A few weeks ago, the Minnesota Commerce Department issued a warning to folks considering using so-called "transportation network companies" like Lyft or Uber.
"The Commerce Department wants Minnesotans to know that there may be gaps in auto insurance coverage for both the drivers and passengers using TNCs," the department said in a statement. "There may not be coverage for an accident because most personal auto insurance policies contain exclusions when drivers use their personal cars for a commercial (business) purpose. For example, if you participate in a regular, non-business car pool, you would be covered. If you charge passengers a fee, you may not be covered if you get into an accident."
In sum, the worry is about the distinction between when a driver is covered by their personal insurance policy and when they're covered by a business policy.
"There are questions regarding the limitations of commercial insurance coverage provided by the TNC," the warning says. "[F]or example, when does commercial insurance cover drivers, and whether it includes medical payment coverage, comprehensive, collision, uninsured and underinsured motorist (UM/UIM) coverage, or other types of coverage that are needed to ensure that TNC drivers, passengers, and pedestrians are fully covered."
But Jacob Frey, the Minneapolis City Council member who is taking the lead in drawing up an ordinance to regulate currently unregulated TNC companies (read the article linked above for the backstory), doesn't think the Commerce Department's warning is a big deal.
"We are making sure that the businesses' primary insurance will provide coverage at all times from the click of the app being turned on to the dropping off of the customer," Frey tells us. "We know that individuals' insurance will cover all claims when the app is not on and they're just driving to the store to get bread. What we're working on right now is the in-between time."
"What we're looking at is, it could be the individual's insurance which serves as the primary [during the in-between time] and in the event that doesn't provide coverage, then Uber or Lyft will kick in," he continues. "That's the thought, though it's not definite yet."

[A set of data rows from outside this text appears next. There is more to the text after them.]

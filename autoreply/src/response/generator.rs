//! Response selection and rendering.

use chrono::{DateTime, Utc};

use super::template::TemplateVars;
use crate::analysis;
use crate::domain::{IncomingComment, Monitor, Rule, Sentiment};
use crate::limits::MAX_RESPONSE_CHARS;

/// Reply used when neither a rule nor the monitor provides one.
pub const FALLBACK_RESPONSE: &str = "Thank you for your comment!";

const ELLIPSIS: &str = "...";

/// New rotation cursor for a rule; the caller persists it.
#[derive(Debug, Clone, PartialEq, Eq)]
pub struct RotationUpdate {
    pub rule_id: String,
    pub cursor: usize,
}

#[derive(Debug, Clone, PartialEq, Eq)]
pub struct GeneratedResponse {
    pub text: String,
    pub sentiment: Sentiment,
    pub rotation: Option<RotationUpdate>,
}

/// Build the reply for `comment`. Pure apart from the random pick.
pub fn generate(
    comment: &IncomingComment,
    rule: Option<&Rule>,
    monitor: &Monitor,
    now: DateTime<Utc>,
) -> GeneratedResponse {
    let sentiment = analysis::classify(&comment.text);

    let (raw, rotation) = match rule {
        Some(rule) => {
            let pool = response_pool(rule, sentiment, monitor.behavior.sentiment_aware);
            match select(pool, rule.rotation_cursor, monitor.behavior.randomize) {
                Some((text, cursor)) => (
                    text.to_string(),
                    cursor.map(|cursor| RotationUpdate {
                        rule_id: rule.id.clone(),
                        cursor,
                    }),
                ),
                None => (monitor_default(monitor), None),
            }
        }
        None => (monitor_default(monitor), None),
    };

    let text = if monitor.behavior.custom_template {
        let mut vars = TemplateVars::new()
            .set("comment", comment.text.as_str())
            .set("name", comment.author_name.as_deref().unwrap_or(""))
            .set("page", monitor.page_name.as_str())
            .set("time", now.format("%H:%M").to_string());
        if let Some(rule) = rule
            && let Some(json) = rule.custom_variables.as_deref()
        {
            vars = vars.merge_json(json, &rule.id);
        }
        vars.render(&raw)
    } else {
        raw
    };

    GeneratedResponse {
        text: truncate(&text),
        sentiment,
        rotation,
    }
}

/// Sentiment-specific list when enabled and non-empty, otherwise the
/// general list.
fn response_pool(rule: &Rule, sentiment: Sentiment, sentiment_aware: bool) -> &[String] {
    if sentiment_aware {
        let specific = rule.sentiment_responses.for_sentiment(sentiment);
        if !specific.is_empty() {
            return specific;
        }
    }
    &rule.responses
}

/// Pick from `pool`. Sequential selection returns the advanced cursor.
fn select(pool: &[String], cursor: usize, randomize: bool) -> Option<(&str, Option<usize>)> {
    if pool.is_empty() {
        return None;
    }
    let len = pool.len();
    if randomize {
        let index = (rand::random::<u64>() % len as u64) as usize;
        return Some((&pool[index], None));
    }
    let index = cursor % len;
    Some((&pool[index], Some((index + 1) % len)))
}

fn monitor_default(monitor: &Monitor) -> String {
    if monitor.default_response.trim().is_empty() {
        FALLBACK_RESPONSE.to_string()
    } else {
        monitor.default_response.clone()
    }
}

fn truncate(text: &str) -> String {
    if text.chars().count() <= MAX_RESPONSE_CHARS {
        return text.to_string();
    }
    let keep = MAX_RESPONSE_CHARS - ELLIPSIS.len();
    let mut out: String = text.chars().take(keep).collect();
    out.push_str(ELLIPSIS);
    out
}
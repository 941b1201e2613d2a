//! Monitor processing.

pub mod events;
mod outcome;
mod processor;

pub use events::{EngineEvent, EngineEventBroadcaster};
pub use outcome::{CommentOutcome, PostReport, ProcessReport, SkipReason};
pub use processor::{MonitorProcessor, ProcessorConfig};
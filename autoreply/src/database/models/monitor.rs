//! Monitor database model.

use serde::{Deserialize, Serialize};
use sqlx::FromRow;

use crate::Error;
use crate::database::time::{datetime_to_ms, ms_to_datetime};
use crate::domain::{AccessToken, Monitor, MonitorStatus};

/// Monitor database model. Nested policy sections are JSON columns.
#[derive(Debug, Clone, FromRow, Serialize, Deserialize)]
pub struct MonitorDbModel {
    pub id: String,
    pub owner_id: String,
    pub name: String,
    pub page_id: String,
    pub page_name: String,
    pub page_token: String,
    /// JSON: `PostSelection`
    pub posts: String,
    /// JSON array of rule ids
    pub rule_ids: String,
    pub default_response: String,
    /// JSON: `FilterConfig`
    pub filters: String,
    /// JSON: `ResponseBehavior`
    pub behavior: String,
    /// JSON: `RateLimitSettings`
    pub rate_limit: String,
    /// JSON: `RetentionSettings`
    pub retention: String,
    /// ACTIVE, PAUSED, COMPLETED, FAILED, ARCHIVED
    pub status: String,
    /// JSON: `MonitorStats`
    pub stats: String,
    /// JSON: `LastError`
    pub last_error: Option<String>,
    pub created_at: i64,
    pub updated_at: i64,
    pub last_checked_at: Option<i64>,
    pub expires_at: i64,
}

impl MonitorDbModel {
    pub fn from_domain(monitor: &Monitor) -> Result<Self, Error> {
        Ok(Self {
            id: monitor.id.clone(),
            owner_id: monitor.owner_id.clone(),
            name: monitor.name.clone(),
            page_id: monitor.page_id.clone(),
            page_name: monitor.page_name.clone(),
            page_token: monitor.page_token.expose().to_string(),
            posts: serde_json::to_string(&monitor.posts)?,
            rule_ids: serde_json::to_string(&monitor.rule_ids)?,
            default_response: monitor.default_response.clone(),
            filters: serde_json::to_string(&monitor.filters)?,
            behavior: serde_json::to_string(&monitor.behavior)?,
            rate_limit: serde_json::to_string(&monitor.rate_limit)?,
            retention: serde_json::to_string(&monitor.retention)?,
            status: monitor.status.as_str().to_string(),
            stats: serde_json::to_string(&monitor.stats)?,
            last_error: monitor
                .last_error
                .as_ref()
                .map(serde_json::to_string)
                .transpose()?,
            created_at: datetime_to_ms(monitor.created_at),
            updated_at: datetime_to_ms(monitor.updated_at),
            last_checked_at: monitor.last_checked_at.map(datetime_to_ms),
            expires_at: datetime_to_ms(monitor.expires_at),
        })
    }

    pub fn into_domain(self) -> Result<Monitor, Error> {
        let status = MonitorStatus::parse(&self.status).ok_or_else(|| {
            Error::Database(format!(
                "monitor {} has unknown status {}",
                self.id, self.status
            ))
        })?;

        Ok(Monitor {
            posts: serde_json::from_str(&self.posts)?,
            rule_ids: serde_json::from_str(&self.rule_ids)?,
            filters: serde_json::from_str(&self.filters)?,
            behavior: serde_json::from_str(&self.behavior)?,
            rate_limit: serde_json::from_str(&self.rate_limit)?,
            retention: serde_json::from_str(&self.retention)?,
            stats: serde_json::from_str(&self.stats)?,
            last_error: self
                .last_error
                .as_deref()
                .map(serde_json::from_str)
                .transpose()?,
            status,
            id: self.id,
            owner_id: self.owner_id,
            name: self.name,
            page_id: self.page_id,
            page_name: self.page_name,
            page_token: AccessToken::new(self.page_token),
            default_response: self.default_response,
            created_at: ms_to_datetime(self.created_at),
            updated_at: ms_to_datetime(self.updated_at),
            last_checked_at: self.last_checked_at.map(ms_to_datetime),
            expires_at: ms_to_datetime(self.expires_at),
        })
    }
}
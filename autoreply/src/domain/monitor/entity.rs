//! Monitor entity.

use chrono::{DateTime, Duration, Utc};
use serde::{Deserialize, Serialize};

use super::MonitorStatus;
use crate::domain::{AccessToken, Sentiment, SentimentTally};
use crate::limits;

/// Smoothing factor of the moving-average latency.
const LATENCY_SMOOTHING: f64 = 0.1;

/// A watched page and the policy used to answer comments on it.
#[derive(Debug, Clone, Serialize, Deserialize)]
pub struct Monitor {
    pub id: String,
    pub owner_id: String,
    pub name: String,
    pub page_id: String,
    pub page_name: String,
    pub page_token: AccessToken,
    pub posts: PostSelection,
    /// Ordered rule references.
    pub rule_ids: Vec<String>,
    pub default_response: String,
    pub filters: FilterConfig,
    pub behavior: ResponseBehavior,
    pub rate_limit: RateLimitSettings,
    pub retention: RetentionSettings,
    pub status: MonitorStatus,
    pub stats: MonitorStats,
    pub last_error: Option<LastError>,
    pub created_at: DateTime<Utc>,
    pub updated_at: DateTime<Utc>,
    pub last_checked_at: Option<DateTime<Utc>>,
    pub expires_at: DateTime<Utc>,
}

/// Which posts of the page are watched.
#[derive(Debug, Clone, Serialize, Deserialize)]
#[serde(default)]
pub struct PostSelection {
    /// Watch the page's most recent posts instead of an explicit list.
    pub all_posts: bool,
    /// Explicit post list.
    pub posts: Vec<MonitoredPost>,
    /// Cap on posts processed per pass when `all_posts` is set.
    pub max_posts: usize,
}

impl PostSelection {
    /// Set the checkpoint of `post_id` if it is in the explicit list.
    pub fn mark_checked(&mut self, post_id: &str, at: DateTime<Utc>) {
        if let Some(post) = self.posts.iter_mut().find(|p| p.post_id == post_id) {
            post.last_checked_at = Some(at);
        }
    }
}

impl Default for PostSelection {
    fn default() -> Self {
        Self {
            all_posts: false,
            posts: Vec::new(),
            max_posts: 10,
        }
    }
}

#[derive(Debug, Clone, PartialEq, Serialize, Deserialize)]
pub struct MonitoredPost {
    pub post_id: String,
    #[serde(default)]
    pub last_checked_at: Option<DateTime<Utc>>,
}

impl MonitoredPost {
    pub fn new(post_id: impl Into<String>) -> Self {
        Self {
            post_id: post_id.into(),
            last_checked_at: None,
        }
    }
}

/// Monitor-level comment filters.
#[derive(Debug, Clone, Serialize, Deserialize)]
#[serde(default)]
pub struct FilterConfig {
    /// Authors never answered.
    pub excluded_user_ids: Vec<String>,
    /// When non-empty, at least one term must be present.
    pub must_contain: Vec<String>,
    /// None of these terms may be present.
    pub must_not_contain: Vec<String>,
    /// Minimum comment length in characters.
    pub min_length: usize,
    pub skip_spam: bool,
}

impl Default for FilterConfig {
    fn default() -> Self {
        Self {
            excluded_user_ids: Vec::new(),
            must_contain: Vec::new(),
            must_not_contain: Vec::new(),
            min_length: 0,
            skip_spam: true,
        }
    }
}

#[derive(Debug, Clone, Default, Serialize, Deserialize)]
#[serde(default)]
pub struct ResponseBehavior {
    /// Answer with the default response when no rule matches.
    pub respond_to_all: bool,
    /// Also answer comments written before the monitor was created.
    pub reply_to_existing_comments: bool,
    pub sentiment_aware: bool,
    /// Random pick instead of sequential rotation.
    pub randomize: bool,
    /// Substitute `{comment}`, `{name}`, `{page}`, `{time}` and rule variables.
    pub custom_template: bool,
}

#[derive(Debug, Clone, Serialize, Deserialize)]
#[serde(default)]
pub struct RateLimitSettings {
    pub max_responses_per_hour: u32,
    pub min_seconds_between: u64,
    pub prioritize_newer: bool,
}

impl Default for RateLimitSettings {
    fn default() -> Self {
        Self {
            max_responses_per_hour: limits::MONITOR_RESPONSES_PER_HOUR,
            min_seconds_between: 30,
            prioritize_newer: true,
        }
    }
}

#[derive(Debug, Clone, Serialize, Deserialize)]
#[serde(default)]
pub struct RetentionSettings {
    pub max_stored_responses: u32,
    pub auto_archive_after_days: u32,
}

impl Default for RetentionSettings {
    fn default() -> Self {
        Self {
            max_stored_responses: 500,
            auto_archive_after_days: 7,
        }
    }
}

#[derive(Debug, Clone, Default, PartialEq, Serialize, Deserialize)]
#[serde(default)]
pub struct MonitorStats {
    pub comments_found: u64,
    pub responses_sent: u64,
    pub errors: u64,
    pub spam_detected: u64,
    pub sentiment: SentimentTally,
    pub avg_latency_ms: f64,
    pub last_response_at: Option<DateTime<Utc>>,
}

#[derive(Debug, Clone, PartialEq, Eq, Serialize, Deserialize)]
pub struct LastError {
    pub message: String,
    pub code: Option<String>,
    pub at: DateTime<Utc>,
}

/// What a processing pass writes back: counters, the last error and
/// checkpoints. Status and owner configuration are not part of it, so a
/// status change or edit made while a pass runs is kept.
#[derive(Debug, Clone, PartialEq)]
pub struct MonitorProgress {
    pub stats: MonitorStats,
    pub last_error: Option<LastError>,
    /// `(post_id, checked_at)` for each explicitly selected post.
    pub post_checks: Vec<(String, DateTime<Utc>)>,
    pub last_checked_at: Option<DateTime<Utc>>,
    pub updated_at: DateTime<Utc>,
}

impl Monitor {
    /// Create a new active monitor with default policy.
    pub fn new(
        owner_id: impl Into<String>,
        name: impl Into<String>,
        page_id: impl Into<String>,
        page_token: AccessToken,
        now: DateTime<Utc>,
    ) -> Self {
        Self {
            id: uuid::Uuid::new_v4().to_string(),
            owner_id: owner_id.into(),
            name: name.into(),
            page_id: page_id.into(),
            page_name: String::new(),
            page_token,
            posts: PostSelection::default(),
            rule_ids: Vec::new(),
            default_response: String::new(),
            filters: FilterConfig::default(),
            behavior: ResponseBehavior::default(),
            rate_limit: RateLimitSettings::default(),
            retention: RetentionSettings::default(),
            status: MonitorStatus::Active,
            stats: MonitorStats::default(),
            last_error: None,
            created_at: now,
            updated_at: now,
            last_checked_at: None,
            expires_at: now + limits::monitor_expiry_max(),
        }
    }

    pub fn with_posts(mut self, post_ids: &[&str]) -> Self {
        self.posts.all_posts = false;
        self.posts.posts = post_ids.iter().map(|id| MonitoredPost::new(*id)).collect();
        self
    }

    pub fn with_rules(mut self, rule_ids: &[&str]) -> Self {
        self.rule_ids = rule_ids.iter().map(|id| id.to_string()).collect();
        self
    }

    /// Clamp every numeric limit to the system ceilings. Applied on each write.
    pub fn enforce_limits(&mut self, now: DateTime<Utc>) {
        let rate = &mut self.rate_limit;
        rate.max_responses_per_hour = rate
            .max_responses_per_hour
            .min(limits::MONITOR_RESPONSES_PER_HOUR);
        rate.min_seconds_between = rate
            .min_seconds_between
            .max(limits::MIN_SECONDS_BETWEEN_RESPONSES);

        self.retention.max_stored_responses = self
            .retention
            .max_stored_responses
            .min(limits::MAX_STORED_RESPONSES);
        self.retention.auto_archive_after_days = self
            .retention
            .auto_archive_after_days
            .min(limits::AUTO_ARCHIVE_DAYS_MAX);

        self.posts.max_posts = self.posts.max_posts.min(limits::MAX_POSTS_PER_MONITOR);
        self.posts.posts.truncate(limits::MAX_POSTS_PER_MONITOR);

        let mut seen = std::collections::HashSet::new();
        self.rule_ids.retain(|id| seen.insert(id.clone()));
        self.rule_ids.truncate(limits::MAX_RULES_PER_MONITOR);

        let latest_expiry = now + limits::monitor_expiry_max();
        if self.expires_at > latest_expiry {
            self.expires_at = latest_expiry;
        }
    }

    /// Hourly reply cap after applying the system ceiling.
    pub fn hourly_cap(&self) -> u32 {
        self.rate_limit
            .max_responses_per_hour
            .min(limits::MONITOR_RESPONSES_PER_HOUR)
    }

    /// Spacing between replies after applying the system floor.
    pub fn min_interval(&self) -> std::time::Duration {
        std::time::Duration::from_secs(
            self.rate_limit
                .min_seconds_between
                .max(limits::MIN_SECONDS_BETWEEN_RESPONSES),
        )
    }

    pub fn retention_limit(&self) -> u32 {
        self.retention
            .max_stored_responses
            .min(limits::MAX_STORED_RESPONSES)
    }

    pub fn archive_after(&self) -> Duration {
        Duration::days(
            self.retention
                .auto_archive_after_days
                .min(limits::AUTO_ARCHIVE_DAYS_MAX) as i64,
        )
    }

    /// Post processing cap for one pass.
    pub fn post_cap(&self) -> usize {
        self.posts.max_posts.clamp(1, limits::MAX_POSTS_PER_MONITOR)
    }

    pub fn is_expired(&self, now: DateTime<Utc>) -> bool {
        self.expires_at <= now
    }

    /// Reference point for inactivity-based archival.
    pub fn idle_since(&self) -> DateTime<Utc> {
        self.last_checked_at.unwrap_or(self.created_at)
    }

    pub fn record_comment_found(&mut self) {
        self.stats.comments_found += 1;
    }

    pub fn record_spam(&mut self) {
        self.stats.spam_detected += 1;
    }

    /// Account for one dispatch attempt.
    pub fn record_response(
        &mut self,
        success: bool,
        latency_ms: u64,
        sentiment: Sentiment,
        now: DateTime<Utc>,
    ) {
        let samples = self.stats.responses_sent + self.stats.errors;
        self.stats.avg_latency_ms = if samples == 0 {
            latency_ms as f64
        } else {
            self.stats.avg_latency_ms * (1.0 - LATENCY_SMOOTHING)
                + latency_ms as f64 * LATENCY_SMOOTHING
        };

        if success {
            self.stats.responses_sent += 1;
            self.stats.sentiment.record(sentiment);
            self.stats.last_response_at = Some(now);
        } else {
            self.stats.errors += 1;
        }
    }

    pub fn record_error(
        &mut self,
        message: impl Into<String>,
        code: Option<String>,
        now: DateTime<Utc>,
    ) {
        self.stats.errors += 1;
        self.set_last_error(message, code, now);
    }

    pub fn set_last_error(
        &mut self,
        message: impl Into<String>,
        code: Option<String>,
        now: DateTime<Utc>,
    ) {
        self.last_error = Some(LastError {
            message: message.into(),
            code,
            at: now,
        });
    }

    pub fn mark_post_checked(&mut self, post_id: &str, now: DateTime<Utc>) {
        self.posts.mark_checked(post_id, now);
    }

    pub fn progress(&self) -> MonitorProgress {
        MonitorProgress {
            stats: self.stats.clone(),
            last_error: self.last_error.clone(),
            post_checks: self
                .posts
                .posts
                .iter()
                .filter_map(|p| p.last_checked_at.map(|at| (p.post_id.clone(), at)))
                .collect(),
            last_checked_at: self.last_checked_at,
            updated_at: self.updated_at,
        }
    }

    /// Merge pass progress into this (stored) monitor. Posts removed from
    /// the selection in the meantime are ignored.
    pub fn apply_progress(&mut self, progress: &MonitorProgress) {
        self.stats = progress.stats.clone();
        self.last_error = progress.last_error.clone();
        for (post_id, at) in &progress.post_checks {
            self.posts.mark_checked(post_id, *at);
        }
        if progress.last_checked_at.is_some() {
            self.last_checked_at = progress.last_checked_at;
        }
        self.updated_at = progress.updated_at;
    }
}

Frey says he and his colleagues are swimming in uncharted waters trying to craft an ordinance accounting for ambiguities of that sort.
(For more, click to page two.)
"I don't think there has been an entirely successful regulatory tool that any other city has used," he says. "We're looking at being the first to do this properly -- one, by ensuring safety, but two, by allowing new and innovative businesses to operate and thrive to the fullest extent. It's a great business model, and for us to shut our doors by strangling it with regulation would be dumb, but at the same time it's our job to ensure public safety and a big part of that is making sure that insurance is up to speed and complete."
"We want to put together an ordinance that is good not just for two or three ride-sharing companies," Frey continues. "We want this to be an acceptable ordinance long-term so it accommodates new and different business models, because every company is going to do things slightly different."
Frey says his ordinance should come before a City Council committee on June 3. If it's approved there, it'll go before the full council during its next regularly scheduled meeting.
The plan now is for the council to simultaneously consider two ordinances -- a new one pertaining just to TNCs, along with revisions to the city's existing taxi ordinance.
"From what I'm seeing, the taxi cab industry wants just one ordinance," Frey says. "That's what they're arguing for and just to put it bluntly I don't see that as an option. It is a different kind of business, and as our transportation network expands, as new innovation comes to the city, we have to be willing to think outside the box."
But Frey doesn't think having separate ordinances for TNCs and taxis is a problem.
"There's a difference between fairness and equity," Frey says. "There are parts of the taxi ordinance that in some ways would be more favorable [to the taxi business]. They're different business models and to treat it exactly the same would not be beneficial to either one. There are a few modifications that I think will help the taxi cab industry provide better service that they will appreciate."
Frey also reiterated his belief that it's about time the taxi industry was spurred to evolve.
"Competition is a good thing," he says. "I think the whole model needs a facelift and this is a swift kick in the pants to do so."